A Unified Approach to Interpreting Model Predictions¶

https://proceedings.neurips.cc/paper/2017/file/8a20a8621978632d76c43dfd28b67767-Paper.pdf

Additive feature attribution methods¶

Original prediction model $f$ and explanation model $g$¶

Note, $f$ is NOT the real function that generate data, e.g. it's a trained ML model.

with $\mathbf{x}'$ being the simplified features that can be mapped to the original features via

$$\mathbf{x} = h_\mathbf{x}(\mathbf{x}')$$

we try to ensure the property of the explanation model that

$$g(\mathbf{z}') \approx f(h_\mathbf{x}(\mathbf{z}'))$$

whenever $\mathbf{z}' \approx \mathbf{x}'$.

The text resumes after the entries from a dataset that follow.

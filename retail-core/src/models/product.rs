use std::sync::LazyLock;

use regex::Regex;
use rust_decimal::Decimal;
use serde::{Deserialize, Serialize};
use thiserror::Error;

/// Upper-case letters, digits and single hyphens, e.g. `IPH15-128-BLK`.
static SKU_PATTERN: LazyLock<Regex> = LazyLock::new(|| {
    Regex::new(r"^[A-Z0-9]+(-[A-Z0-9]+)*$").expect("SKU pattern is a valid regex")
});

/// Returns `true` if `sku` is a well-formed stock-keeping unit.
pub fn is_valid_sku(sku: &str) -> bool {
    SKU_PATTERN.is_match(sku)
}

#[derive(Debug, Error, PartialEq, Eq)]
pub enum ProductError {
    #[error("product name is required")]
    MissingName,

    #[error("SKU is required")]
    MissingSku,

    #[error("SKU '{0}' must contain only A-Z, 0-9 and single hyphens")]
    InvalidSku(String),

    #[error("{field} must be non-negative, got {value}")]
    NegativePrice { field: &'static str, value: Decimal },
}

/// Stock level classification shown beside each catalog entry.
#[derive(Debug, Clone, Copy, PartialEq, Eq, Serialize, Deserialize)]
pub enum StockStatus {
    InStock,
    LowStock,
    OutOfStock,
}

impl StockStatus {
    pub fn label(&self) -> &'static str {
        match self {
            Self::InStock => "In Stock",
            Self::LowStock => "Low Stock",
            Self::OutOfStock => "Out of Stock",
        }
    }
}

#[derive(Debug, Clone, PartialEq, Eq, Serialize, Deserialize)]
pub struct Product {
    pub id: u32,
    pub sku: String,
    pub name: String,
    pub category: String,
    pub supplier: String,
    pub cost_price: Decimal,
    pub selling_price: Decimal,
    /// Units on hand.
    pub quantity: u32,
    /// Reorder point; at or below this the product is low on stock.
    pub min_stock: u32,
    pub description: String,
}

/// For creating new catalog entries (no id)
#[derive(Debug, Clone, PartialEq, Eq, Default, Serialize, Deserialize)]
pub struct NewProduct {
    pub sku: String,
    pub name: String,
    pub category: String,
    pub supplier: String,
    pub cost_price: Decimal,
    pub selling_price: Decimal,
    pub quantity: u32,
    pub min_stock: u32,
    pub description: String,
}

impl Product {
    /// Validates `new` and assigns it `id`.
    ///
    /// # Errors
    ///
    /// Returns [`ProductError`] when the name or SKU is missing, the SKU is
    /// malformed, or either price is negative.
    ///
    /// # Example
    ///
    /// ```
    /// use rust_decimal_macros::dec;
    /// use retail_core::{NewProduct, Product, StockStatus};
    ///
    /// let product = Product::new(1, NewProduct {
    ///     sku: "APP-PRO-2ND".to_string(),
    ///     name: "AirPods Pro 2nd Generation".to_string(),
    ///     cost_price: dec!(199.00),
    ///     selling_price: dec!(249.00),
    ///     quantity: 30,
    ///     min_stock: 10,
    ///     ..Default::default()
    /// }).unwrap();
    ///
    /// assert_eq!(product.margin(), dec!(50.00));
    /// assert_eq!(product.stock_status(), StockStatus::InStock);
    /// ```
    pub fn new(
        id: u32,
        new: NewProduct,
    ) -> Result<Self, ProductError> {
        let sku = new.sku.trim().to_string();
        let name = new.name.trim().to_string();

        if name.is_empty() {
            return Err(ProductError::MissingName);
        }
        if sku.is_empty() {
            return Err(ProductError::MissingSku);
        }
        if !is_valid_sku(&sku) {
            return Err(ProductError::InvalidSku(sku));
        }
        if new.cost_price < Decimal::ZERO {
            return Err(ProductError::NegativePrice {
                field: "cost price",
                value: new.cost_price,
            });
        }
        if new.selling_price < Decimal::ZERO {
            return Err(ProductError::NegativePrice {
                field: "selling price",
                value: new.selling_price,
            });
        }

        Ok(Self {
            id,
            sku,
            name,
            category: new.category,
            supplier: new.supplier,
            cost_price: new.cost_price,
            selling_price: new.selling_price,
            quantity: new.quantity,
            min_stock: new.min_stock,
            description: new.description,
        })
    }

    pub fn stock_status(&self) -> StockStatus {
        if self.quantity == 0 {
            StockStatus::OutOfStock
        } else if self.quantity <= self.min_stock {
            StockStatus::LowStock
        } else {
            StockStatus::InStock
        }
    }

    /// Selling price less cost price, per unit.
    pub fn margin(&self) -> Decimal {
        self.selling_price - self.cost_price
    }

    /// Cost value of the units on hand.
    pub fn stock_value(&self) -> Decimal {
        self.cost_price * Decimal::from(self.quantity)
    }
}
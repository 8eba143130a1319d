mod category;
mod customer;
mod product;
mod purchase_order;
mod sale;
mod stock_movement;
mod store_settings;
mod supplier;

pub use category::{Category, CategoryError, Classifications, UnitOfMeasure};
pub use customer::{Customer, CustomerError, CustomerSummary, CustomerTier};
pub use product::{NewProduct, Product, ProductError, StockStatus, is_valid_sku};
pub use purchase_order::{
    DraftItem, OrderStatus, OrderTransitionError, PurchaseOrder, PurchaseOrderDraft,
    PurchaseOrderError,
};
pub use sale::{PaymentMethod, RefundError, SaleItem, SaleStatus, SaleTransaction, SalesSummary};
pub use stock_movement::{MovementKind, MovementSummary, StockMovement, StockMovementError};
pub use store_settings::{LoggingSettings, StoreSettings, StoreSettingsError};
pub use supplier::{Supplier, SupplierError, SupplierSpend, SupplierStatus, supplier_spend};
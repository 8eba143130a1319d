//! Point-of-sale cart pricing.
//!
//! Prices a cart from its line items, a percentage discount and a tax rate.
//!
//! # Calculation Order
//!
//! | Step | Value | Formula |
//! |------|-------|---------|
//! | 1    | Subtotal | Σ unit price × quantity |
//! | 2    | Discount amount | Subtotal × discount % / 100 |
//! | 3    | Taxable amount | Subtotal − discount amount |
//! | 4    | Tax amount | Taxable amount × tax rate |
//! | 5    | Total | Taxable amount + tax amount |
//!
//! Tax is always charged on the discounted amount. Every step keeps full
//! precision; call [`CartTotals::rounded`] when the values are about to be
//! displayed or written to a receipt.
//!
//! # Example
//!
//! ```
//! use rust_decimal_macros::dec;
//! use retail_core::calculations::{CartLine, compute_change, compute_totals};
//!
//! let lines = vec![CartLine::new(dec!(100.00), 2).unwrap()];
//! let totals = compute_totals(&lines, dec!(10), dec!(0.08));
//!
//! assert_eq!(totals.subtotal, dec!(200.00));
//! assert_eq!(totals.discount_amount, dec!(20.00));
//! assert_eq!(totals.tax_amount, dec!(14.40));
//! assert_eq!(totals.total, dec!(194.40));
//!
//! assert_eq!(compute_change(totals.total, dec!(200.00)), dec!(5.60));
//! ```

use std::num::NonZeroU32;

use rust_decimal::Decimal;
use serde::Serialize;
use thiserror::Error;

use crate::calculations::common::{ONE_HUNDRED, clamp_percent, non_negative, round_money};

/// Errors raised when building a [`CartLine`].
#[derive(Debug, Error, PartialEq, Eq)]
pub enum CartLineError {
    /// Unit prices cannot be negative.
    #[error("unit price must be non-negative, got {0}")]
    NegativeUnitPrice(Decimal),

    /// A cart line always holds at least one unit.
    #[error("cart line quantity must be at least 1")]
    ZeroQuantity,
}

/// One priced row of a cart.
///
/// The fields are private so that a line can only exist with a
/// non-negative price and a quantity of at least one.
#[derive(Debug, Clone, Copy, PartialEq, Eq, Serialize)]
pub struct CartLine {
    unit_price: Decimal,
    quantity: u32,
}

impl CartLine {
    /// Creates a cart line.
    ///
    /// # Errors
    ///
    /// Returns [`CartLineError::NegativeUnitPrice`] for a price below zero and
    /// [`CartLineError::ZeroQuantity`] for a quantity of zero.
    ///
    /// # Example
    ///
    /// ```
    /// use rust_decimal_macros::dec;
    /// use retail_core::calculations::{CartLine, CartLineError};
    ///
    /// assert!(CartLine::new(dec!(249.00), 1).is_ok());
    /// assert_eq!(CartLine::new(dec!(249.00), 0), Err(CartLineError::ZeroQuantity));
    /// ```
    pub fn new(
        unit_price: Decimal,
        quantity: u32,
    ) -> Result<Self, CartLineError> {
        if unit_price < Decimal::ZERO {
            return Err(CartLineError::NegativeUnitPrice(unit_price));
        }
        if quantity == 0 {
            return Err(CartLineError::ZeroQuantity);
        }
        Ok(Self {
            unit_price,
            quantity,
        })
    }

    pub fn unit_price(&self) -> Decimal {
        self.unit_price
    }

    pub fn quantity(&self) -> u32 {
        self.quantity
    }

    /// Unit price × quantity, unrounded.
    pub fn line_total(&self) -> Decimal {
        self.unit_price * Decimal::from(self.quantity)
    }

    /// Returns a copy of this line holding `quantity` units.
    pub fn with_quantity(
        self,
        quantity: NonZeroU32,
    ) -> Self {
        Self {
            quantity: quantity.get(),
            ..self
        }
    }
}

/// Derived cart totals.
///
/// Produced by [`compute_totals`]; never stored alongside the cart.
#[derive(Debug, Clone, Copy, PartialEq, Eq, Default, Serialize)]
pub struct CartTotals {
    /// Sum of every line total before discount.
    pub subtotal: Decimal,

    /// Subtotal × discount percentage.
    pub discount_amount: Decimal,

    /// Subtotal less the discount; the base for tax.
    pub taxable_amount: Decimal,

    /// Taxable amount × tax rate.
    pub tax_amount: Decimal,

    /// Taxable amount plus tax.
    pub total: Decimal,
}

impl CartTotals {
    /// Rounds every field to two decimal places for presentation.
    ///
    /// # Example
    ///
    /// ```
    /// use rust_decimal_macros::dec;
    /// use retail_core::calculations::{CartLine, compute_totals};
    ///
    /// let lines = vec![CartLine::new(dec!(849.00), 1).unwrap()];
    /// let totals = compute_totals(&lines, dec!(5), dec!(0.08)).rounded();
    ///
    /// assert_eq!(totals.discount_amount, dec!(42.45));
    /// assert_eq!(totals.tax_amount, dec!(64.52));
    /// assert_eq!(totals.total, dec!(871.07));
    /// ```
    pub fn rounded(&self) -> Self {
        Self {
            subtotal: round_money(self.subtotal),
            discount_amount: round_money(self.discount_amount),
            taxable_amount: round_money(self.taxable_amount),
            tax_amount: round_money(self.tax_amount),
            total: round_money(self.total),
        }
    }
}

/// Computes the totals for a cart.
///
/// # Arguments
///
/// * `lines` - The cart lines; may be empty, in which case every total is zero
/// * `discount_percent` - Percentage discount, clamped to `[0, 100]`
/// * `tax_rate` - Tax rate as a fraction (e.g. `0.08`); negative rates count as zero
///
/// The returned values are unrounded.
pub fn compute_totals(
    lines: &[CartLine],
    discount_percent: Decimal,
    tax_rate: Decimal,
) -> CartTotals {
    let discount_percent = clamp_percent(discount_percent);
    let tax_rate = non_negative(tax_rate);

    let subtotal: Decimal = lines.iter().map(CartLine::line_total).sum();
    let discount_amount = subtotal * discount_percent / ONE_HUNDRED;
    let taxable_amount = subtotal - discount_amount;
    let tax_amount = taxable_amount * tax_rate;

    CartTotals {
        subtotal,
        discount_amount,
        taxable_amount,
        tax_amount,
        total: taxable_amount + tax_amount,
    }
}

/// Returns the change due when `amount_tendered` is handed over for `total`.
///
/// A negative result means the payment does not cover the total.
pub fn compute_change(
    total: Decimal,
    amount_tendered: Decimal,
) -> Decimal {
    amount_tendered - total
}

#[cfg(test)]
mod tests {
    use pretty_assertions::assert_eq;
    use rust_decimal_macros::dec;

    use super::*;

    fn line(
        price: Decimal,
        quantity: u32,
    ) -> CartLine {
        CartLine::new(price, quantity).unwrap()
    }

    // =========================================================================
    // CartLine tests
    // =========================================================================

    #[test]
    fn cart_line_rejects_negative_price() {
        let result = CartLine::new(dec!(-1.00), 1);

        assert_eq!(result, Err(CartLineError::NegativeUnitPrice(dec!(-1.00))));
    }

    #[test]
    fn cart_line_rejects_zero_quantity() {
        let result = CartLine::new(dec!(10.00), 0);

        assert_eq!(result, Err(CartLineError::ZeroQuantity));
    }

    #[test]
    fn cart_line_allows_free_items() {
        let result = CartLine::new(dec!(0), 3).unwrap();

        assert_eq!(result.line_total(), dec!(0));
    }

    #[test]
    fn cart_line_total_multiplies_price_by_quantity() {
        assert_eq!(line(dec!(249.00), 3).line_total(), dec!(747.00));
    }

    #[test]
    fn with_quantity_keeps_price() {
        let updated = line(dec!(599.00), 1).with_quantity(NonZeroU32::new(4).unwrap());

        assert_eq!(updated.unit_price(), dec!(599.00));
        assert_eq!(updated.quantity(), 4);
    }

    // =========================================================================
    // compute_totals tests
    // =========================================================================

    #[test]
    fn empty_cart_has_zero_totals() {
        let totals = compute_totals(&[], dec!(0), dec!(0.08));

        assert_eq!(totals, CartTotals::default());
    }

    #[test]
    fn discount_applies_before_tax() {
        let totals = compute_totals(&[line(dec!(100), 2)], dec!(10), dec!(0.08));

        assert_eq!(totals.subtotal, dec!(200));
        assert_eq!(totals.discount_amount, dec!(20));
        assert_eq!(totals.taxable_amount, dec!(180));
        assert_eq!(totals.tax_amount, dec!(14.4));
        assert_eq!(totals.total, dec!(194.4));
    }

    #[test]
    fn subtotal_sums_every_line() {
        let lines = [line(dec!(899.00), 1), line(dec!(249.00), 1)];

        let totals = compute_totals(&lines, dec!(0), dec!(0.08)).rounded();

        assert_eq!(totals.subtotal, dec!(1148.00));
        assert_eq!(totals.tax_amount, dec!(91.84));
        assert_eq!(totals.total, dec!(1239.84));
    }

    #[test]
    fn discount_above_one_hundred_is_clamped() {
        let lines = [line(dec!(35.99), 3)];

        let over = compute_totals(&lines, dec!(150), dec!(0.08));
        let full = compute_totals(&lines, dec!(100), dec!(0.08));

        assert_eq!(over, full);
        assert_eq!(over.total, dec!(0));
    }

    #[test]
    fn negative_discount_is_clamped_to_zero() {
        let lines = [line(dec!(50), 1)];

        let negative = compute_totals(&lines, dec!(-20), dec!(0.08));
        let none = compute_totals(&lines, dec!(0), dec!(0.08));

        assert_eq!(negative, none);
    }

    #[test]
    fn negative_tax_rate_counts_as_zero() {
        let totals = compute_totals(&[line(dec!(50), 1)], dec!(0), dec!(-0.08));

        assert_eq!(totals.tax_amount, dec!(0));
        assert_eq!(totals.total, dec!(50));
    }

    #[test]
    fn totals_keep_full_precision_until_rounded() {
        // 3 × 0.333 = 0.999, 10% off = 0.8991, tax 8% = 0.071928
        let totals = compute_totals(&[line(dec!(0.333), 3)], dec!(10), dec!(0.08));

        assert_eq!(totals.taxable_amount, dec!(0.8991));
        assert_eq!(totals.tax_amount, dec!(0.071928));
        assert_eq!(totals.total, dec!(0.971028));
        assert_eq!(totals.rounded().total, dec!(0.97));
    }

    // =========================================================================
    // compute_change tests
    // =========================================================================

    #[test]
    fn change_is_tendered_minus_total() {
        assert_eq!(compute_change(dec!(194.4), dec!(200)), dec!(5.6));
    }

    #[test]
    fn change_is_negative_when_underpaid() {
        assert!(compute_change(dec!(194.4), dec!(100)) < Decimal::ZERO);
    }

    #[test]
    fn exact_payment_has_zero_change() {
        assert_eq!(compute_change(dec!(871.07), dec!(871.07)), dec!(0));
    }
}
//! Checkout session state for the point of sale.
//!
//! A [`CheckoutSession`] owns one customer's cart between the first scanned
//! item and payment. It holds no pricing logic of its own; totals always come
//! from [`compute_totals`]. Every mutating method validates before it
//! mutates, so a refused action leaves the session exactly as it was.

use std::num::NonZeroU32;

use chrono::{DateTime, Utc};
use rust_decimal::Decimal;
use serde::Serialize;
use thiserror::Error;
use tracing::{debug, info, warn};

use crate::calculations::common::clamp_percent;
use crate::calculations::{CartLine, CartLineError, CartTotals, compute_change, compute_totals};
use crate::input::parse_percent;
use crate::models::{PaymentMethod, Product, SaleItem, SaleStatus, SaleTransaction, StoreSettings};

/// Reasons a checkout is refused. Each is shown to the cashier as-is.
#[derive(Debug, Error, PartialEq, Eq)]
pub enum CheckoutError {
    #[error("Cart is empty")]
    EmptyCart,

    #[error("Please select a payment method")]
    MissingPaymentMethod,

    #[error("Please enter the amount received")]
    MissingAmountTendered,

    #[error("Insufficient payment: total {total}, received {tendered}")]
    InsufficientPayment { total: Decimal, tendered: Decimal },
}

/// A product in the cart.
#[derive(Debug, Clone, PartialEq, Eq, Serialize)]
pub struct CartItem {
    pub sku: String,
    pub name: String,
    line: CartLine,
}

impl CartItem {
    pub fn new(
        sku: impl Into<String>,
        name: impl Into<String>,
        line: CartLine,
    ) -> Self {
        Self {
            sku: sku.into(),
            name: name.into(),
            line,
        }
    }

    pub fn line(&self) -> CartLine {
        self.line
    }

    pub fn quantity(&self) -> u32 {
        self.line.quantity()
    }

    pub fn unit_price(&self) -> Decimal {
        self.line.unit_price()
    }

    pub fn line_total(&self) -> Decimal {
        self.line.line_total()
    }
}

#[derive(Debug, Clone, Default, PartialEq, Eq)]
pub struct CheckoutSession {
    items: Vec<CartItem>,
    discount_percent: Decimal,
    payment_method: Option<PaymentMethod>,
    amount_tendered: Option<Decimal>,
    customer: Option<String>,
}

impl CheckoutSession {
    pub fn new() -> Self {
        Self::default()
    }

    pub fn items(&self) -> &[CartItem] {
        &self.items
    }

    pub fn is_empty(&self) -> bool {
        self.items.is_empty()
    }

    pub fn discount_percent(&self) -> Decimal {
        self.discount_percent
    }

    pub fn payment_method(&self) -> Option<PaymentMethod> {
        self.payment_method
    }

    pub fn amount_tendered(&self) -> Option<Decimal> {
        self.amount_tendered
    }

    pub fn customer(&self) -> Option<&str> {
        self.customer.as_deref()
    }

    /// Cart lines in scan order, ready for the calculator.
    pub fn lines(&self) -> Vec<CartLine> {
        self.items.iter().map(CartItem::line).collect()
    }

    /// Adds one unit of `product`, merging with an existing line for the
    /// same SKU.
    ///
    /// # Errors
    ///
    /// Returns [`CartLineError`] if the product's selling price is negative.
    pub fn add_product(
        &mut self,
        product: &Product,
    ) -> Result<(), CartLineError> {
        if let Some(item) = self.items.iter_mut().find(|i| i.sku == product.sku) {
            let next = NonZeroU32::MIN.saturating_add(item.quantity());
            item.line = item.line.with_quantity(next);
            debug!(sku = %item.sku, quantity = item.quantity(), "cart line incremented");
            return Ok(());
        }

        let line = CartLine::new(product.selling_price, 1)?;
        self.items.push(CartItem {
            sku: product.sku.clone(),
            name: product.name.clone(),
            line,
        });
        debug!(sku = %product.sku, "cart line added");
        Ok(())
    }

    /// Adds a priced item, e.g. one read from a saved cart.
    ///
    /// An item whose SKU is already in the cart adds its quantity to the
    /// existing line and keeps that line's price.
    pub fn add_item(
        &mut self,
        item: CartItem,
    ) {
        if let Some(existing) = self.items.iter_mut().find(|i| i.sku == item.sku) {
            let next = NonZeroU32::MIN
                .saturating_add(item.quantity() - 1)
                .saturating_add(existing.quantity());
            existing.line = existing.line.with_quantity(next);
            debug!(sku = %existing.sku, quantity = existing.quantity(), "cart line merged");
            return;
        }
        debug!(sku = %item.sku, quantity = item.quantity(), "cart line added");
        self.items.push(item);
    }

    /// Sets the quantity of the line for `sku`.
    ///
    /// A quantity of zero or less removes the line. Returns `false` when no
    /// line has that SKU.
    pub fn update_quantity(
        &mut self,
        sku: &str,
        new_quantity: i64,
    ) -> bool {
        let clamped = new_quantity.min(i64::from(u32::MAX));
        let Some(quantity) = u32::try_from(clamped).ok().and_then(NonZeroU32::new) else {
            return self.remove(sku);
        };

        match self.items.iter_mut().find(|i| i.sku == sku) {
            Some(item) => {
                item.line = item.line.with_quantity(quantity);
                debug!(sku, quantity = quantity.get(), "cart line quantity set");
                true
            }
            None => false,
        }
    }

    /// Removes the line for `sku`. Returns `false` when there was none.
    pub fn remove(
        &mut self,
        sku: &str,
    ) -> bool {
        let before = self.items.len();
        self.items.retain(|i| i.sku != sku);
        let removed = self.items.len() != before;
        if removed {
            debug!(sku, "cart line removed");
        }
        removed
    }

    /// Empties the cart; discount, payment and customer are kept.
    pub fn clear(&mut self) {
        self.items.clear();
    }

    /// Returns the session to its initial state.
    pub fn reset(&mut self) {
        *self = Self::default();
    }

    /// Sets the discount, clamped to `[0, 100]`.
    pub fn set_discount_percent(
        &mut self,
        percent: Decimal,
    ) {
        self.discount_percent = clamp_percent(percent);
    }

    /// Sets the discount from form text; non-numeric text counts as zero.
    pub fn set_discount_input(
        &mut self,
        input: &str,
    ) {
        self.discount_percent = parse_percent(input);
    }

    pub fn set_payment_method(
        &mut self,
        method: Option<PaymentMethod>,
    ) {
        self.payment_method = method;
    }

    pub fn set_amount_tendered(
        &mut self,
        amount: Option<Decimal>,
    ) {
        self.amount_tendered = amount;
    }

    pub fn set_customer(
        &mut self,
        customer: Option<String>,
    ) {
        self.customer = customer.filter(|c| !c.trim().is_empty());
    }

    /// Unrounded totals at `tax_rate`.
    pub fn totals(
        &self,
        tax_rate: Decimal,
    ) -> CartTotals {
        compute_totals(&self.lines(), self.discount_percent, tax_rate)
    }

    /// Change due on the rounded total, if an amount has been tendered.
    pub fn change_due(
        &self,
        tax_rate: Decimal,
    ) -> Option<Decimal> {
        let total = self.totals(tax_rate).rounded().total;
        self.amount_tendered
            .map(|tendered| compute_change(total, tendered))
    }

    /// Completes the sale.
    ///
    /// The tax rate comes from `settings`. Cash payments need an amount
    /// tendered; any tendered amount must cover the rounded total. On
    /// success the session is reset and the transaction is returned with id
    /// `TXN-<unix millis of now>`.
    ///
    /// # Errors
    ///
    /// Returns [`CheckoutError`] and leaves the session untouched when the
    /// cart is empty, no payment method is selected, cash was chosen without
    /// an amount, or the amount does not cover the total.
    ///
    /// # Example
    ///
    /// ```
    /// use chrono::Utc;
    /// use rust_decimal_macros::dec;
    /// use retail_core::{CheckoutSession, NewProduct, PaymentMethod, Product, StoreSettings};
    ///
    /// let product = Product::new(1, NewProduct {
    ///     sku: "IPD-AIR-256-BLU".to_string(),
    ///     name: "iPad Air 256GB Blue".to_string(),
    ///     selling_price: dec!(599.00),
    ///     ..Default::default()
    /// }).unwrap();
    ///
    /// let mut session = CheckoutSession::new();
    /// session.add_product(&product).unwrap();
    /// session.set_payment_method(Some(PaymentMethod::Cash));
    /// session.set_amount_tendered(Some(dec!(700)));
    ///
    /// let sale = session.checkout(&StoreSettings::default(), "Alice Smith", Utc::now()).unwrap();
    ///
    /// assert_eq!(sale.totals.total, dec!(646.92));
    /// assert_eq!(sale.change_due, Some(dec!(53.08)));
    /// assert!(session.is_empty());
    /// ```
    pub fn checkout(
        &mut self,
        settings: &StoreSettings,
        cashier: &str,
        now: DateTime<Utc>,
    ) -> Result<SaleTransaction, CheckoutError> {
        if self.items.is_empty() {
            warn!("checkout refused: cart is empty");
            return Err(CheckoutError::EmptyCart);
        }
        let Some(payment_method) = self.payment_method else {
            warn!("checkout refused: no payment method");
            return Err(CheckoutError::MissingPaymentMethod);
        };
        if payment_method == PaymentMethod::Cash && self.amount_tendered.is_none() {
            warn!("checkout refused: cash payment without amount");
            return Err(CheckoutError::MissingAmountTendered);
        }

        let totals = self.totals(settings.tax_rate()).rounded();
        let change_due = self
            .amount_tendered
            .map(|tendered| (tendered, compute_change(totals.total, tendered)));
        if let Some((tendered, change)) = change_due {
            if change < Decimal::ZERO {
                warn!(total = %totals.total, %tendered, "checkout refused: insufficient payment");
                return Err(CheckoutError::InsufficientPayment {
                    total: totals.total,
                    tendered,
                });
            }
        }

        let sale = SaleTransaction {
            id: format!("TXN-{}", now.timestamp_millis()),
            at: now,
            customer: self.customer.clone(),
            cashier: cashier.to_string(),
            items: self
                .items
                .iter()
                .map(|item| SaleItem {
                    sku: item.sku.clone(),
                    name: item.name.clone(),
                    quantity: item.quantity(),
                    unit_price: item.unit_price(),
                })
                .collect(),
            discount_percent: self.discount_percent,
            totals,
            payment_method,
            amount_tendered: self.amount_tendered,
            change_due: change_due.map(|(_, change)| change),
            status: SaleStatus::Completed,
        };

        info!(id = %sale.id, total = %sale.totals.total, method = payment_method.as_str(), "sale completed");
        self.reset();
        Ok(sale)
    }
}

Additive feature attribution methods¶

$$ g(\mathbf{z}') = \phi_0 + \sum_{i=1}^M \phi_i z_i' $$

where

$g$ is the explanation model
$\mathbf{z}' \in \{0, 1\}^M$, i.e. a $M$-dimension binary vector, with $M$ being the number of simplified features.
$\phi_i \in \mathbb{R}$

		Note	model to explanation	simplified inputs
LIME			blackbox	interpretable inputs
DeepLIFT			DNN
Layer-wise relevance propagation			DNN
Classic Shapley Value Estimation	Shapley regression values	needs retrainng models for all subsets of features
	Shapley sampling values	applying sampling approximation to Shapely regression values
	Quantitative Input Influence	Another way of sampling approximation to Shapely regression values

Simple properties uniquely determine additive feature attributions¶

Property 1: Local accuracy (aka. local accuracy)¶

$$ f(\mathbf{x}) = g(\mathbf{x}') = \phi_0 + \sum_{i=1}^M \phi_i x_i' $$

which means the explanation model output should match the prediction model output when $\mathbf{z}' = \mathbf{x}'$, and hence $\mathbf{x} = h_\mathbf{x}(\mathbf{x}') = h_\mathbf{x}(\mathbf{z}')$.

Note,

$\phi_0 = \mathbb{E}[f(\mathbf{x})] = f_{\mathbf{x}}(\mathbf{0})$, i.e. model output when no features are provided, e.g. average prediction of the labels from the training set.

Property 2: Missingness¶

i.e. when $x_i' = 0$, then $\phi_i = 0$, i.e. a feature that's not included in the feature vector shouldn't have impact on the prediction

Property 3: Consistency¶

Let $y(\mathbf{z}') = f(h_\mathbf{x}(\mathbf{z}'))$, and $\mathbf{z}_{\backslash i}$ denote seting $z_i' = 0$ in the simplified binary feature vector. For two models $y_A$ and $y_B$, if

$$ y_A(\mathbf{z}') - y_A(\mathbf{z}'_{\backslash i}) \ge y_B(\mathbf{z}') - y_B(\mathbf{z}'_{\backslash i}) $$

which can be expanded to $f_A(h_\mathbf{x}(\mathbf{z}')) - f_A(h_\mathbf{x}(\mathbf{z}'_{\backslash i})) \ge f_B(h_\mathbf{x}(\mathbf{z}')) - f_B(h_\mathbf{x}(\mathbf{z}'_{\backslash i}))$

then, then corresponding impact for the $i$th feature in the two models should satisfy

$$ \phi_{A, i} \ge \phi_{B, i} $$

where the subscript $_A$ and $_B$ identifies which model this $\phi_i$ belongs to.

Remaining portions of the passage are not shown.